-------- Exercise data

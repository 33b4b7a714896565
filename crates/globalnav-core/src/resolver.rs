//! Referrer-based link matching
//!
//! Decides which configured link represents the page the visitor came
//! from, so the rendered bar can highlight it.
//!
//! Two tiers of match:
//! - **host match**: the link URL's host equals the referrer's host
//!   (exact string equality, no scheme or port normalization)
//! - **best match**: a host match whose path also equals the referrer's
//!   path after stripping a single trailing `/` from each
//!
//! The scan always runs over the whole collection with unconditional
//! reassignment, so when several links qualify at the same tier the last
//! one in collection order wins. Do not replace this with an early-exit
//! search: that changes the observable tie-break.

use url::Url;

use crate::models::Link;

/// Resolve the visitor's current link from the referrer URL
///
/// An absent or unparsable referrer behaves as a URL with no host and no
/// path, which matches nothing unless a link entry is itself malformed
/// enough to have no host. Links whose URLs fail to parse are skipped
/// rather than failing the whole resolution.
pub fn resolve_current_link<'a>(links: &'a [Link], referrer: Option<&str>) -> Option<&'a Link> {
    let (referrer_host, referrer_path) = referrer
        .and_then(host_and_path)
        .unwrap_or((None, String::new()));
    let referrer_path = strip_trailing_slash(&referrer_path).to_string();

    let mut best_match = None;
    let mut host_match = None;

    for link in links {
        let Some((host, path)) = host_and_path(&link.url) else {
            continue;
        };
        if host == referrer_host {
            host_match = Some(link);
            if strip_trailing_slash(&path) == referrer_path {
                best_match = Some(link);
            }
        }
    }

    best_match.or(host_match)
}

/// Split a URL into its host (with explicit port, when present) and path
///
/// Returns `None` when the input is not an absolute URL.
fn host_and_path(raw: &str) -> Option<(Option<String>, String)> {
    let url = Url::parse(raw).ok()?;
    let host = url.host_str().map(|host| match url.port() {
        Some(port) => format!("{}:{}", host, port),
        None => host.to_string(),
    });
    Some((host, url.path().to_string()))
}

/// Strip at most one trailing `/`
fn strip_trailing_slash(path: &str) -> &str {
    path.strip_suffix('/').unwrap_or(path)
}
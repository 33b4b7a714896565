//! Application configuration
//!
//! Configuration is loaded from:
//! 1. Default values
//! 2. Config file (~/.config/globalnav/config.toml)
//! 3. Environment variables (GLOBALNAV_* prefix)
//!
//! Environment variables take precedence over config file values.

use anyhow::{Context, Result};
use serde::{Deserialize, Serialize};
use std::path::PathBuf;

/// Environment variable prefix
const ENV_PREFIX: &str = "GLOBALNAV";

/// Application configuration
#[derive(Debug, Clone, Serialize, Deserialize)]
pub struct Config {
    /// Directory for data storage (the JSON document)
    #[serde(default = "default_data_dir")]
    pub data_dir: PathBuf,

    /// Public URL of the host site, used to build the embed script URL
    #[serde(default)]
    pub site_url: Option<String>,
}

impl Default for Config {
    fn default() -> Self {
        Self {
            data_dir: default_data_dir(),
            site_url: None,
        }
    }
}

impl Config {
    /// Load configuration from default location and environment
    ///
    /// Order of precedence (highest to lowest):
    /// 1. Environment variables (GLOBALNAV_DATA_DIR, GLOBALNAV_SITE_URL)
    /// 2. Config file (~/.config/globalnav/config.toml or GLOBALNAV_CONFIG)
    /// 3. Default values
    pub fn load() -> Result<Self> {
        Self::load_from_path(&Self::config_file_path())
    }

    /// Load configuration from a specific path
    ///
    /// Environment variables are still applied as overrides.
    /// If the file doesn't exist, defaults are used.
    pub fn load_from_path(path: &PathBuf) -> Result<Self> {
        let mut config = if path.exists() {
            let content = std::fs::read_to_string(path)
                .with_context(|| format!("Failed to read config file: {:?}", path))?;
            toml::from_str(&content)
                .with_context(|| format!("Failed to parse config file: {:?}", path))?
        } else {
            Self::default()
        };

        config.apply_env_overrides();
        config.ensure_data_dir()?;
        Ok(config)
    }

    /// Load configuration from a TOML string (useful for testing)
    pub fn load_from_str(toml_content: &str) -> Result<Self> {
        let mut config: Config =
            toml::from_str(toml_content).context("Failed to parse config TOML")?;
        config.apply_env_overrides();
        Ok(config)
    }

    /// Apply environment variable overrides
    fn apply_env_overrides(&mut self) {
        // GLOBALNAV_DATA_DIR
        if let Ok(val) = std::env::var(format!("{}_DATA_DIR", ENV_PREFIX)) {
            self.data_dir = PathBuf::from(val);
        }

        // GLOBALNAV_SITE_URL
        if let Ok(val) = std::env::var(format!("{}_SITE_URL", ENV_PREFIX)) {
            self.site_url = if val.is_empty() { None } else { Some(val) };
        }
    }

    /// Ensure data directory exists
    fn ensure_data_dir(&self) -> Result<()> {
        if !self.data_dir.exists() {
            std::fs::create_dir_all(&self.data_dir)
                .with_context(|| format!("Failed to create data directory: {:?}", self.data_dir))?;
        }
        Ok(())
    }

    /// Save configuration to file
    pub fn save(&self) -> Result<()> {
        self.save_to_path(&Self::config_file_path())
    }

    /// Save configuration to a specific path
    pub fn save_to_path(&self, config_path: &PathBuf) -> Result<()> {
        if let Some(parent) = config_path.parent() {
            std::fs::create_dir_all(parent)
                .with_context(|| format!("Failed to create config directory: {:?}", parent))?;
        }

        let content = toml::to_string_pretty(self).context("Failed to serialize config")?;
        std::fs::write(config_path, content)
            .with_context(|| format!("Failed to write config file: {:?}", config_path))?;
        Ok(())
    }

    /// Get the config file path
    ///
    /// Can be overridden with GLOBALNAV_CONFIG environment variable
    pub fn config_file_path() -> PathBuf {
        if let Ok(path) = std::env::var(format!("{}_CONFIG", ENV_PREFIX)) {
            return PathBuf::from(path);
        }

        dirs::config_dir()
            .unwrap_or_else(|| PathBuf::from("."))
            .join("globalnav")
            .join("config.toml")
    }

    /// Get the path to the JSON document
    pub fn db_path(&self) -> PathBuf {
        self.data_dir.join("db.json")
    }
}

/// Get the default data directory
fn default_data_dir() -> PathBuf {
    dirs::data_local_dir()
        .unwrap_or_else(|| PathBuf::from("."))
        .join("globalnav")
}

#[cfg(test)]
mod tests {
    use super::*;
    use std::env;
    use std::sync::Mutex;

    // Mutex to serialize tests that touch environment variables
    static ENV_MUTEX: Mutex<()> = Mutex::new(());

    /// Guard that locks env access and saves/restores env vars
    struct EnvGuard<'a> {
        _lock: std::sync::MutexGuard<'a, ()>,
        saved: Vec<(String, Option<String>)>,
    }

    impl<'a> EnvGuard<'a> {
        fn new(vars: &[&str]) -> Self {
            let lock = ENV_MUTEX.lock().unwrap();
            let saved = vars
                .iter()
                .map(|&name| (name.to_string(), env::var(name).ok()))
                .collect();
            // Clear all the vars
            for name in vars {
                env::remove_var(name);
            }
            Self { _lock: lock, saved }
        }
    }

    impl Drop for EnvGuard<'_> {
        fn drop(&mut self) {
            for (name, value) in &self.saved {
                match value {
                    Some(v) => env::set_var(name, v),
                    None => env::remove_var(name),
                }
            }
        }
    }

    const ENV_VARS: &[&str] = &["GLOBALNAV_DATA_DIR", "GLOBALNAV_SITE_URL"];

    #[test]
    fn test_default_config() {
        let config = Config::default();
        assert!(config.site_url.is_none());
        assert!(config.data_dir.ends_with("globalnav"));
    }

    #[test]
    fn test_db_path() {
        let config = Config::default();
        assert!(config.db_path().ends_with("db.json"));
    }

    #[test]
    fn test_env_override_data_dir() {
        let _guard = EnvGuard::new(ENV_VARS);

        let mut config = Config::default();

        env::set_var("GLOBALNAV_DATA_DIR", "/tmp/globalnav-test");
        config.apply_env_overrides();

        assert_eq!(config.data_dir, PathBuf::from("/tmp/globalnav-test"));
    }

    #[test]
    fn test_env_override_site_url() {
        let _guard = EnvGuard::new(ENV_VARS);

        let mut config = Config::default();
        assert!(config.site_url.is_none());

        env::set_var("GLOBALNAV_SITE_URL", "https://example.com");
        config.apply_env_overrides();
        assert_eq!(config.site_url, Some("https://example.com".to_string()));

        // Empty string clears it
        env::set_var("GLOBALNAV_SITE_URL", "");
        config.apply_env_overrides();
        assert!(config.site_url.is_none());
    }

    #[test]
    fn test_serialization() {
        let _guard = EnvGuard::new(ENV_VARS);

        let config = Config {
            data_dir: PathBuf::from("/data/globalnav"),
            site_url: Some("https://example.com".to_string()),
        };

        let toml_str = toml::to_string_pretty(&config).unwrap();
        assert!(toml_str.contains("data_dir"));
        assert!(toml_str.contains("site_url"));

        let parsed: Config = toml::from_str(&toml_str).unwrap();
        assert_eq!(parsed.data_dir, config.data_dir);
        assert_eq!(parsed.site_url, config.site_url);
    }

    #[test]
    fn test_load_from_str() {
        let _guard = EnvGuard::new(ENV_VARS);

        let toml = r#"
            data_dir = "/custom/data"
            site_url = "https://example.com"
        "#;

        let config = Config::load_from_str(toml).unwrap();
        assert_eq!(config.data_dir, PathBuf::from("/custom/data"));
        assert_eq!(config.site_url, Some("https://example.com".to_string()));
    }

    #[test]
    fn test_load_from_path_missing_file() {
        let _guard = EnvGuard::new(ENV_VARS);

        let temp_dir = tempfile::TempDir::new().unwrap();
        env::set_var("GLOBALNAV_DATA_DIR", temp_dir.path());

        let path = PathBuf::from("/nonexistent/config.toml");
        let config = Config::load_from_path(&path).unwrap();
        // Should return defaults when file doesn't exist
        assert!(config.site_url.is_none());
    }
}
//! Preference projection
//!
//! Projects the preferences collection to the flat key-to-value mapping
//! consumed by the public render path. Every field other than `key` and
//! `value` is discarded.

use std::collections::HashMap;

use crate::models::Preference;

/// Build the key-to-value mapping over a preference sequence
///
/// Pure and total. Order-independent except for duplicate keys, where
/// the later record in sequence order overwrites the earlier one. That
/// is the opposite end from `find_preference`, which returns the first
/// occurrence; a duplicated key therefore shows seeded-then-updated
/// skew, which is documented behavior rather than something this layer
/// corrects.
pub fn preferences_map(prefs: &[Preference]) -> HashMap<String, String> {
    let mut map = HashMap::with_capacity(prefs.len());
    for pref in prefs {
        map.insert(pref.key.clone(), pref.value.clone());
    }
    map
}
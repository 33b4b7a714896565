//! The in-memory navigation document
//!
//! `NavDocument` holds both collections (links and preferences) as one
//! document. Persistence is document-granular: a flush serializes the
//! whole document, so a write on behalf of one collection also makes the
//! other durable.
//!
//! On disk the document is a single JSON object with two top-level
//! arrays, `GlobalNavLinks` and `GlobalNavPrefs`. There is no schema
//! version field.

use serde::{Deserialize, Serialize};
use thiserror::Error;

use crate::models::{Link, Preference};

/// Errors that can occur during document operations
#[derive(Error, Debug)]
pub enum DocumentError {
    /// A preference update named a key with no matching record
    #[error("Unknown preference key: '{0}'")]
    UnknownPreferenceKey(String),
}

/// The navigation document: links and preferences, insertion-ordered
#[derive(Debug, Clone, Default, Serialize, Deserialize, PartialEq, Eq)]
pub struct NavDocument {
    #[serde(rename = "GlobalNavLinks", default)]
    links: Vec<Link>,
    #[serde(rename = "GlobalNavPrefs", default)]
    prefs: Vec<Preference>,
}

impl NavDocument {
    /// Create a new empty document
    pub fn new() -> Self {
        Self::default()
    }

    /// All links, in insertion order
    pub fn links(&self) -> &[Link] {
        &self.links
    }

    /// All preferences, in insertion order
    pub fn preferences(&self) -> &[Preference] {
        &self.prefs
    }

    /// True iff the links collection has no records
    pub fn links_is_empty(&self) -> bool {
        self.links.is_empty()
    }

    /// True iff the preferences collection has no records
    ///
    /// This is the bootstrap guard predicate: defaults are seeded only
    /// while this returns true.
    pub fn preferences_is_empty(&self) -> bool {
        self.prefs.is_empty()
    }

    /// Number of link records
    pub fn link_count(&self) -> usize {
        self.links.len()
    }

    /// Number of preference records
    pub fn preference_count(&self) -> usize {
        self.prefs.len()
    }

    /// Replace the entire links collection in place
    ///
    /// The admin flow edits links wholesale; individual records are never
    /// patched.
    pub fn replace_links(&mut self, links: Vec<Link>) {
        self.links.clear();
        self.links.extend(links);
    }

    /// Append preferences, preserving insertion order
    ///
    /// Duplicate keys are not rejected; `find_preference` sees the first
    /// occurrence and the projection keeps the last.
    pub fn push_preferences(&mut self, prefs: impl IntoIterator<Item = Preference>) {
        self.prefs.extend(prefs);
    }

    /// Find the first preference with the given key
    pub fn find_preference(&self, key: &str) -> Option<&Preference> {
        self.prefs.iter().find(|p| p.key == key)
    }

    /// Update a preference's value in place
    ///
    /// Only `value` is mutated; the descriptive fields are left as
    /// seeded. An unknown key is an error and leaves the document
    /// untouched.
    pub fn set_preference_value(
        &mut self,
        key: &str,
        value: impl Into<String>,
    ) -> Result<(), DocumentError> {
        let pref = self
            .prefs
            .iter_mut()
            .find(|p| p.key == key)
            .ok_or_else(|| DocumentError::UnknownPreferenceKey(key.to_string()))?;
        pref.value = value.into();
        Ok(())
    }
}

----------------

§ Task statement:
Set down the lines of the listing above verbatim, first line through the line containing "Two tiers of", inclusive; add no other lines.

§ Response to this exercise:
repository 33b4b7a714896565
filename crates/globalnav-core/src/resolver.rs
//! Referrer-based link matching
//!
//! Decides which configured link represents the page the visitor came
//! from, so the rendered bar can highlight it.
//!
//! Two tiers of match:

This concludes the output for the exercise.